*Work request*:
Every line that holds the word "false" needs to be copied from the data below.

┌─ Excerpted records

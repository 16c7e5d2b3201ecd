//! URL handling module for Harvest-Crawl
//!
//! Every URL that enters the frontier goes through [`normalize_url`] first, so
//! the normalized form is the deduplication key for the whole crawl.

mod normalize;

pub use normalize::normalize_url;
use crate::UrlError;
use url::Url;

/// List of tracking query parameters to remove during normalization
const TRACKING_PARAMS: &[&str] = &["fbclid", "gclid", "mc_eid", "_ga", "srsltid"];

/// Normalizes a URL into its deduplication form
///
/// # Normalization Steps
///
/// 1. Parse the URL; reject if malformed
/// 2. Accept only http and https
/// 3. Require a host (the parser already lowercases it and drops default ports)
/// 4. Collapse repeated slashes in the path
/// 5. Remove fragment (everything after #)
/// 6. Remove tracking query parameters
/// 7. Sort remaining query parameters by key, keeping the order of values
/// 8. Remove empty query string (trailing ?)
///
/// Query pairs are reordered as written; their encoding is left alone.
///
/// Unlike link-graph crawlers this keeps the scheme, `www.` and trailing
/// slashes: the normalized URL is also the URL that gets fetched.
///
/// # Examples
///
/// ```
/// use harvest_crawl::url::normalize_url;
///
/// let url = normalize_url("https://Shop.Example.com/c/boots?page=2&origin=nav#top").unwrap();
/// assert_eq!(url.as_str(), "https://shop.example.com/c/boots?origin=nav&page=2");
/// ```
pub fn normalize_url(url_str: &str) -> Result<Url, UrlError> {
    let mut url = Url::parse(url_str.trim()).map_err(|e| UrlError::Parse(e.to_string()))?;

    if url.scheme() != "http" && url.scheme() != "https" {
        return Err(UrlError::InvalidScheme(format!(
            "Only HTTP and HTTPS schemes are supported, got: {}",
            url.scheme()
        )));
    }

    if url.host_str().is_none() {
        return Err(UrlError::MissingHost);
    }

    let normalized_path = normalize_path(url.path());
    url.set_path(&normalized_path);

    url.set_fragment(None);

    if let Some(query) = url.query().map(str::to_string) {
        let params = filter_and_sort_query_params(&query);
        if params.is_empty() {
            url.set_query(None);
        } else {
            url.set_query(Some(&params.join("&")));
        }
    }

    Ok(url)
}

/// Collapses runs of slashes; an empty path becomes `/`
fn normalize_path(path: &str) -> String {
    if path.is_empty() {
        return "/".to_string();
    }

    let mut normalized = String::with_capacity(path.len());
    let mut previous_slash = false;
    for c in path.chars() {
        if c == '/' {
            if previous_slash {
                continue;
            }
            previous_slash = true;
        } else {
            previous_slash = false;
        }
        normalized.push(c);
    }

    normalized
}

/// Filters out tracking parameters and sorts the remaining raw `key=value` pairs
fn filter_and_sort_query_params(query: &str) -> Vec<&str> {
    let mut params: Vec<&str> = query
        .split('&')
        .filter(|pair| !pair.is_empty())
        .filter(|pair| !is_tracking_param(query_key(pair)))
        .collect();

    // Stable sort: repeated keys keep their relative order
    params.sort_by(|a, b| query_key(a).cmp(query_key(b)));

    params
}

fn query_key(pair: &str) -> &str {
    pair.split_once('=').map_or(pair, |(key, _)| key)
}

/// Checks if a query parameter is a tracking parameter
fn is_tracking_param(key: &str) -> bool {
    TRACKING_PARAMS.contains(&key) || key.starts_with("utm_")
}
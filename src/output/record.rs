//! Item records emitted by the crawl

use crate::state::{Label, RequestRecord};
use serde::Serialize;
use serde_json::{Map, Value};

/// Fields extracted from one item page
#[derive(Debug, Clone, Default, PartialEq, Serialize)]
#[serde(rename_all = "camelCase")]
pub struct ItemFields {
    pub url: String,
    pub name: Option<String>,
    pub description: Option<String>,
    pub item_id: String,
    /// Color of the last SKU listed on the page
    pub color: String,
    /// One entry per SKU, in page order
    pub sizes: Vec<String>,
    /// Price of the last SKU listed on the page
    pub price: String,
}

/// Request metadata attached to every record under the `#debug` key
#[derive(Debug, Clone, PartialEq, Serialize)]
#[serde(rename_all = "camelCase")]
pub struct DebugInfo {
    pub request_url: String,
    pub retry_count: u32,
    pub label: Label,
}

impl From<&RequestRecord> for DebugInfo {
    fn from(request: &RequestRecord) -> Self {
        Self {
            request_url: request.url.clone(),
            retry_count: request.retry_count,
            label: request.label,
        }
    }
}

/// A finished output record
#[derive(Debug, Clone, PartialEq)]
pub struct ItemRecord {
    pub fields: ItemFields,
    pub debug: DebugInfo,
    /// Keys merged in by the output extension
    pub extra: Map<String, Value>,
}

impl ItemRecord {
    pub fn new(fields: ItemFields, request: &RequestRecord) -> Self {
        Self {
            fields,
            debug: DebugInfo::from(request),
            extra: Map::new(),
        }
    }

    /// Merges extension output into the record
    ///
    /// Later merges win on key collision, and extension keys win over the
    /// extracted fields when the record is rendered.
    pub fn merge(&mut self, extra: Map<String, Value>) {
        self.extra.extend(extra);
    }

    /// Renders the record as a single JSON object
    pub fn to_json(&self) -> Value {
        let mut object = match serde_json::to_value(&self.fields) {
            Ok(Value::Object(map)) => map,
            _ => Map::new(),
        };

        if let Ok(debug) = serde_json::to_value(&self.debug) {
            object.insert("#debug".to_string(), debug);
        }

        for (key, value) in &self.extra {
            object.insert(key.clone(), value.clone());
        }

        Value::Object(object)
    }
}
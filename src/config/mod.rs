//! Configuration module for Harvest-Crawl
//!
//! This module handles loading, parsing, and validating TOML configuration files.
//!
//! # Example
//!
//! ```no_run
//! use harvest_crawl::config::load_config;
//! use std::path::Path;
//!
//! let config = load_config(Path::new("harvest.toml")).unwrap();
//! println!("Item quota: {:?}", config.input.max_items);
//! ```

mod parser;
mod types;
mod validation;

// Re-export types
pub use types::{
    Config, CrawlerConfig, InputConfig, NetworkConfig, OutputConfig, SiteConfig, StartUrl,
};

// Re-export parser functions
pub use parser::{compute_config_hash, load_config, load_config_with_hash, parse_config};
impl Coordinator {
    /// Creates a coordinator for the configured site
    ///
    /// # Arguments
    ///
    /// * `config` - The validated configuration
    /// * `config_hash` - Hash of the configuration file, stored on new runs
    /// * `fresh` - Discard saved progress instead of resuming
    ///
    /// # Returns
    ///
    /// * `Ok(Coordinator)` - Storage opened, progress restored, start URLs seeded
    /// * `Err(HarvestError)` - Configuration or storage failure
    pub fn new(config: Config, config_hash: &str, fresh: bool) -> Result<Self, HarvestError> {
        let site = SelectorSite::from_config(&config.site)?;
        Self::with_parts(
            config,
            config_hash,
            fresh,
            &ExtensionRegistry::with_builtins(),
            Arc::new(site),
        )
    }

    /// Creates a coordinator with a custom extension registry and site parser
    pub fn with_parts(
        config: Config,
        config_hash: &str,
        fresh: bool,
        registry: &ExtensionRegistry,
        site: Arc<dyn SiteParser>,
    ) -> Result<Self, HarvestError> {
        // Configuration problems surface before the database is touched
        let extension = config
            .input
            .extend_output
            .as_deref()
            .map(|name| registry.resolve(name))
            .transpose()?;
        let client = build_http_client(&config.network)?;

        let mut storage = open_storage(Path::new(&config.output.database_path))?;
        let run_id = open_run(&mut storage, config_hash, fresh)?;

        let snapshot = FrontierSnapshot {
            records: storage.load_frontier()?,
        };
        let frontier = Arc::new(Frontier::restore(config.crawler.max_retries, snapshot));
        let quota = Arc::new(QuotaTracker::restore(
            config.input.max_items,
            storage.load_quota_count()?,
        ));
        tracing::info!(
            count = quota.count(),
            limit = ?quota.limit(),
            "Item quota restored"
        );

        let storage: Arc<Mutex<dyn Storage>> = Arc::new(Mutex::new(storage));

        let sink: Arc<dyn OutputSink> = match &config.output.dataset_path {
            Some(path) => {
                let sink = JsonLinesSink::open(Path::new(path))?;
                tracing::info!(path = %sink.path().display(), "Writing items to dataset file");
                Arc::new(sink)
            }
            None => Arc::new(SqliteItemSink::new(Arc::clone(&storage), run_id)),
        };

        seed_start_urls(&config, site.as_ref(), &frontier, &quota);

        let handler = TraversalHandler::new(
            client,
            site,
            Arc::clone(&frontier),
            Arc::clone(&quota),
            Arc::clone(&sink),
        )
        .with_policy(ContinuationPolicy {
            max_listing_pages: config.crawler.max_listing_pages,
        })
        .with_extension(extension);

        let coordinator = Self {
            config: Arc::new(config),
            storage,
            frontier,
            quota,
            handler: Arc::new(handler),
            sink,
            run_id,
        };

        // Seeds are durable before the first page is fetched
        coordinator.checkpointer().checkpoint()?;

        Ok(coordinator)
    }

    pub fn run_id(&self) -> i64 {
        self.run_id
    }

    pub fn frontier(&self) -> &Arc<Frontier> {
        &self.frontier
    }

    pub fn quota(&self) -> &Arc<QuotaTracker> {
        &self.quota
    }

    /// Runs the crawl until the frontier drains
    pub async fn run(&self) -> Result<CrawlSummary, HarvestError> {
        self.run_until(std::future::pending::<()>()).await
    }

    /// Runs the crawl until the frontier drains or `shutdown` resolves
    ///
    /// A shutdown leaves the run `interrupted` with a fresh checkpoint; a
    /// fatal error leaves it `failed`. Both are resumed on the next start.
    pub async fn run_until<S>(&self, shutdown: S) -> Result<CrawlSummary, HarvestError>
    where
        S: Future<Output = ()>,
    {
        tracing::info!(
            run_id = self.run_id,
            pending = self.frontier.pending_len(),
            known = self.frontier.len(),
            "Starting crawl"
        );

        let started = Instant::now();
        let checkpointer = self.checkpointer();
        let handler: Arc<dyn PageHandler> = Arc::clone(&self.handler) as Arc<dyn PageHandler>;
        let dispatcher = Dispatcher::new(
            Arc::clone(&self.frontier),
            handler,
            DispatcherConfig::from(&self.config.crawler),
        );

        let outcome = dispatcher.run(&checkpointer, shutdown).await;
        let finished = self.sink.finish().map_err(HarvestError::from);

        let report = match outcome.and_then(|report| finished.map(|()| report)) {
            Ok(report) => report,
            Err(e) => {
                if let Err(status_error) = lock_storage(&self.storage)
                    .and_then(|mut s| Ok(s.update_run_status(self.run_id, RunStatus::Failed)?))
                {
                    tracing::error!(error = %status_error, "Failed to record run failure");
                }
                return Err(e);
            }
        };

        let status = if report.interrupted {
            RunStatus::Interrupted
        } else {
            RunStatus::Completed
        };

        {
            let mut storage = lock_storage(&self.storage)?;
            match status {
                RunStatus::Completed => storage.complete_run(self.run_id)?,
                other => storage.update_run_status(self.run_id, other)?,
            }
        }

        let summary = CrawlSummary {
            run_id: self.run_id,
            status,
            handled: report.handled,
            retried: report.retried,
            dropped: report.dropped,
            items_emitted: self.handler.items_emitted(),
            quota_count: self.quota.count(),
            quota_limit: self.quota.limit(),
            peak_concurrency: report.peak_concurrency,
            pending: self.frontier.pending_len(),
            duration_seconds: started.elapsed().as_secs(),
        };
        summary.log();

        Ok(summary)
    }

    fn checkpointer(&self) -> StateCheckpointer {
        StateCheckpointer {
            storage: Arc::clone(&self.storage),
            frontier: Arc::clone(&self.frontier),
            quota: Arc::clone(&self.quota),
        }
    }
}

└─
┌─ Excerpted records

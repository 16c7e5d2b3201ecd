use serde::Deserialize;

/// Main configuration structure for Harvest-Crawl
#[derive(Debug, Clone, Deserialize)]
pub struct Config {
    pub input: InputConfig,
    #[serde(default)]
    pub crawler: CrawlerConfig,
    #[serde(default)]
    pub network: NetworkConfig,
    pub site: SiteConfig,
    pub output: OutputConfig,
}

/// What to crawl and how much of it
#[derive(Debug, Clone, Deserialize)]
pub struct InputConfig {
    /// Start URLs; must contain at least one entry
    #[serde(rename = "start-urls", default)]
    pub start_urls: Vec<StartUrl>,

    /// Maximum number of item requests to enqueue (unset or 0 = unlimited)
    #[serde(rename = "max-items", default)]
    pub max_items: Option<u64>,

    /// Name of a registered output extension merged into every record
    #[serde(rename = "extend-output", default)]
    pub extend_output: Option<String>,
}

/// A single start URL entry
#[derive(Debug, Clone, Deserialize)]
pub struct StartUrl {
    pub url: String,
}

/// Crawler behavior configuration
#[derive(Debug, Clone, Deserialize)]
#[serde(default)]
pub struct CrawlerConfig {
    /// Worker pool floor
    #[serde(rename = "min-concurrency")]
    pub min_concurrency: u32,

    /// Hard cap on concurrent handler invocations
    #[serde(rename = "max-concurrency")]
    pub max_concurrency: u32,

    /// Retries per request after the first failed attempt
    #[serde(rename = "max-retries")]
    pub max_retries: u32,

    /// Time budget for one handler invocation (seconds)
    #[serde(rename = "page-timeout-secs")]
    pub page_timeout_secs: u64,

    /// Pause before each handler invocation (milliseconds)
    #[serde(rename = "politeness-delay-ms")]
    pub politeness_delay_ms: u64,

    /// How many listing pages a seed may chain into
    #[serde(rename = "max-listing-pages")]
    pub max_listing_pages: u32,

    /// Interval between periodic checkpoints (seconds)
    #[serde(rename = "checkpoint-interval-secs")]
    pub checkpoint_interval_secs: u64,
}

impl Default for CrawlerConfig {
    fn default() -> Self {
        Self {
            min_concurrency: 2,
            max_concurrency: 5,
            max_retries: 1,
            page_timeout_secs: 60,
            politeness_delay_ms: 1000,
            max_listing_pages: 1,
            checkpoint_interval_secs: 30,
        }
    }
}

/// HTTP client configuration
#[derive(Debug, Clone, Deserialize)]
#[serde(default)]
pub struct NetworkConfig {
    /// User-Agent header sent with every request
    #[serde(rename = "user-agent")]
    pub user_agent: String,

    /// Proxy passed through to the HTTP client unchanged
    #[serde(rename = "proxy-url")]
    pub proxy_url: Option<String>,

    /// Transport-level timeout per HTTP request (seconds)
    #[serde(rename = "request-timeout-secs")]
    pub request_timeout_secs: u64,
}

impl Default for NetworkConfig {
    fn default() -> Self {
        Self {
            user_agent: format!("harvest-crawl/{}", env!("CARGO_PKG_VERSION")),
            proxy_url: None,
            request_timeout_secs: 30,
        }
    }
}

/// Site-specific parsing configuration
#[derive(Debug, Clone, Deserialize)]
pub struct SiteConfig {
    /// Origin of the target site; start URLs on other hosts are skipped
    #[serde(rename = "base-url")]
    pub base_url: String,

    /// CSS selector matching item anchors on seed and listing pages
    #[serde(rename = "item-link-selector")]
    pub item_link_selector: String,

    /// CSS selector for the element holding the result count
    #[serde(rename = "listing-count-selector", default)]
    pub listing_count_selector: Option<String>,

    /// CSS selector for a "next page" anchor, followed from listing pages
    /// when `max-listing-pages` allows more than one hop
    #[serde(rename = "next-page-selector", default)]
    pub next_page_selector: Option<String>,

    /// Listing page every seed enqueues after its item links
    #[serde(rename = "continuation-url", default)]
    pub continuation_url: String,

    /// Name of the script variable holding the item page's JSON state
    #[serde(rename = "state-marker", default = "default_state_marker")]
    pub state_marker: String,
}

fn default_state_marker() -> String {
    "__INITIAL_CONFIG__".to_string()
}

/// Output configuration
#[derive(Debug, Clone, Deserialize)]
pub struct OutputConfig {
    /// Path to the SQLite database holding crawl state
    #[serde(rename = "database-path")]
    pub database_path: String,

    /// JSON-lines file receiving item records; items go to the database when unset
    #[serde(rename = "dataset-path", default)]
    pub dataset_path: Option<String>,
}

└─

*Solution to the exercise*:
    let mut previous_slash = false;
            previous_slash = false;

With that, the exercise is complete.